Howard Posted April 21, 2010 Author Share Posted April 21, 2010 You guys are the sh*t!! thanks so much for the help, I figured it out and it is the temp gauge, its faulty. last month I changed the alternator cause it was overcharging my system and I guess that can mess some electrical stuff up... well apparently it did and it was my temp gauge!!! now my question you all is this, I have really low miles on this car and I would hate to have to replace the whole cluster cause it would not show the correct mileage!! what are my options. Thanks again for all your help Jake in Seattle Link to comment Share on other sites More sharing options...
Crazyeights Posted April 21, 2010 Share Posted April 21, 2010 Like GD recently suggested to me, spend the money and buy an accurate temp gauge (or set of gauges) and install them. The ones in my '83 read about a third higher with the dash lights on. Link to comment Share on other sites More sharing options...

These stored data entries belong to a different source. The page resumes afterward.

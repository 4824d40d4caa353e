use crate::types::{CacheEntryRow, ClaimRefreshParams};
use chrono::{DateTime, Utc};
use sqlx::types::Json;
use sqlx::PgPool;

/// Get a cache entry by key
pub async fn find(pool: &PgPool, key: &str) -> Result<Option<CacheEntryRow>, sqlx::Error> {
    sqlx::query_as::<_, CacheEntryRow>(
        r#"
        SELECT key, data, expires_at, api_call_count, created_at, updated_at
        FROM cache_entries
        WHERE key = $1
        "#,
    )
    .bind(key)
    .fetch_optional(pool)
    .await
}

/// Atomically claim one upstream call for `key`.
///
/// Inserts a data-less reservation leased until `lease_until` for unknown
/// keys, or bumps `api_call_count` on a row that is still under `budget` and
/// has expired (or on any row when `ignore_expiry` is set). Re-claimed
/// reservations get a new lease. Returns the new call count when a slot was
/// claimed and `None` otherwise.
pub async fn claim_refresh(
    pool: &PgPool,
    key: &str,
    params: &ClaimRefreshParams,
) -> Result<Option<i32>, sqlx::Error> {
    let row: Option<(i32,)> = sqlx::query_as(
        r#"
        INSERT INTO cache_entries (key, data, expires_at, api_call_count, created_at, updated_at)
        VALUES ($1, NULL, $4, 1, $3, $3)
        ON CONFLICT (key) DO UPDATE
            SET api_call_count = cache_entries.api_call_count + 1,
                expires_at = CASE
                    WHEN cache_entries.data IS NULL THEN EXCLUDED.expires_at
                    ELSE cache_entries.expires_at
                END,
                updated_at = EXCLUDED.updated_at
            WHERE cache_entries.api_call_count < $2
              AND (cache_entries.expires_at <= $3 OR $5)
        RETURNING api_call_count
        "#,
    )
    .bind(key)
    .bind(params.budget)
    .bind(params.now)
    .bind(params.lease_until)
    .bind(params.ignore_expiry)
    .fetch_optional(pool)
    .await?;
    Ok(row.map(|r| r.0))
}

/// Store freshly fetched data for a claimed key
pub async fn complete_refresh(
    pool: &PgPool,
    key: &str,
    data: &serde_json::Value,
    expires_at: DateTime<Utc>,
    now: DateTime<Utc>,
) -> Result<CacheEntryRow, sqlx::Error> {
    sqlx::query_as::<_, CacheEntryRow>(
        r#"
        INSERT INTO cache_entries (key, data, expires_at, api_call_count, created_at, updated_at)
        VALUES ($1, $2, $3, 1, $4, $4)
        ON CONFLICT (key) DO UPDATE
            SET data = EXCLUDED.data,
                expires_at = EXCLUDED.expires_at,
                updated_at = EXCLUDED.updated_at
        RETURNING key, data, expires_at, api_call_count, created_at, updated_at
        "#,
    )
    .bind(key)
    .bind(Json(data))
    .bind(expires_at)
    .bind(now)
    .fetch_one(pool)
    .await
}

/// Give back a claimed slot after a failed fetch. Reservations that never
/// received data lose their lease and are removed once no claim is left.
pub async fn release_claim(pool: &PgPool, key: &str) -> Result<(), sqlx::Error> {
    sqlx::query(
        r#"
        UPDATE cache_entries
        SET api_call_count = GREATEST(api_call_count - 1, 0),
            expires_at = CASE WHEN data IS NULL THEN now() ELSE expires_at END,
            updated_at = now()
        WHERE key = $1
        "#,
    )
    .bind(key)
    .execute(pool)
    .await?;

    sqlx::query("DELETE FROM cache_entries WHERE key = $1 AND data IS NULL AND api_call_count = 0")
        .bind(key)
        .execute(pool)
        .await?;
    Ok(())
}

/// Delete rows that expired before `before`, returning how many were removed
pub async fn purge_expired(pool: &PgPool, before: DateTime<Utc>) -> Result<u64, sqlx::Error> {
    let result = sqlx::query("DELETE FROM cache_entries WHERE expires_at < $1")
        .bind(before)
        .execute(pool)
        .await?;
    Ok(result.rows_affected())
}
use std::env;

use openrouter_client::DEFAULT_MODELS;

/// Application configuration parsed from environment variables
#[derive(Debug, Clone)]
pub struct Config {
    pub port: u16,
    pub database_url: String,
    /// Allowed CORS origin; `https://*.vercel.app` is allowed as well
    pub frontend_url: String,
    pub public_path: String,
    pub cryptopanic: ProviderConfig,
    pub coingecko: ProviderConfig,
    pub openrouter: ProviderConfig,
    pub openrouter_models: Vec<String>,
    pub memes: ProviderConfig,
    /// Seconds between purges of long-expired cache rows; 0 disables
    pub cache_purge_interval_secs: u64,
    /// Rows are purged only this many hours after they expire
    pub cache_purge_grace_hours: i64,
}

/// Key and base URL for one upstream provider
#[derive(Debug, Clone)]
pub struct ProviderConfig {
    pub api_key: Option<String>,
    pub base_url: String,
}

impl ProviderConfig {
    fn from_env(prefix: &str, default_base_url: &str) -> Self {
        Self {
            api_key: env::var(format!("{prefix}_API_KEY"))
                .ok()
                .filter(|k| !k.is_empty()),
            base_url: env::var(format!("{prefix}_BASE_URL"))
                .unwrap_or_else(|_| default_base_url.to_string()),
        }
    }
}

impl Config {
    /// Parse configuration from environment variables
    pub fn from_env() -> Self {
        let port = env::var("PORT")
            .ok()
            .and_then(|p| p.parse().ok())
            .unwrap_or(5000);

        let database_url = env::var("DATABASE_URL")
            .unwrap_or_else(|_| "postgres://localhost/cryptopal".to_string());

        let frontend_url =
            env::var("FRONTEND_URL").unwrap_or_else(|_| "http://localhost:5173".to_string());

        let public_path = env::var("PUBLIC_PATH").unwrap_or_else(|_| "public".to_string());

        let openrouter_models = env::var("OPENROUTER_MODELS")
            .ok()
            .map(|s| parse_list(&s))
            .filter(|models| !models.is_empty())
            .unwrap_or_else(|| DEFAULT_MODELS.iter().map(|m| m.to_string()).collect());

        let cache_purge_interval_secs = env::var("CACHE_PURGE_INTERVAL_SECS")
            .ok()
            .and_then(|s| s.parse().ok())
            .unwrap_or(3600);

        let cache_purge_grace_hours = env::var("CACHE_PURGE_GRACE_HOURS")
            .ok()
            .and_then(|s| s.parse().ok())
            .unwrap_or(168);

        Self {
            port,
            database_url,
            frontend_url,
            public_path,
            cryptopanic: ProviderConfig::from_env(
                "CRYPTOPANIC",
                cryptopanic_client::CryptoPanicClient::DEFAULT_BASE_URL,
            ),
            coingecko: ProviderConfig::from_env(
                "COINGECKO",
                coingecko_client::CoinGeckoClient::DEFAULT_BASE_URL,
            ),
            openrouter: ProviderConfig::from_env(
                "OPENROUTER",
                openrouter_client::OpenRouterClient::DEFAULT_BASE_URL,
            ),
            openrouter_models,
            memes: ProviderConfig::from_env("MEME", meme_client::MemeClient::DEFAULT_BASE_URL),
            cache_purge_interval_secs,
            cache_purge_grace_hours,
        }
    }
}

fn parse_list(s: &str) -> Vec<String> {
    s.split(',')
        .map(|item| item.trim().to_string())
        .filter(|item| !item.is_empty())
        .collect()
}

ruparts Posted April 21, 2010 Share Posted April 21, 2010 You guys are the sh*t!! thanks so much for the help, I figured it out and it is the temp gauge, its faulty. last month I changed the alternator cause it was overcharging my system and I guess that can mess some electrical stuff up... well apparently it did and it was my temp gauge!!! now my question you all is this, I have really low miles on this car and I would hate to have to replace the whole cluster cause it would not show the correct mileage!! what are my options. Thanks again for all your help Jake in Seattle the guage in the cluster can be changed out, and still reuse all the rest of it , its a pesky job to take the cluster out and take it apart . the addition of a real temp guage is a good idea and much easier. Link to comment Share on other sites More sharing options...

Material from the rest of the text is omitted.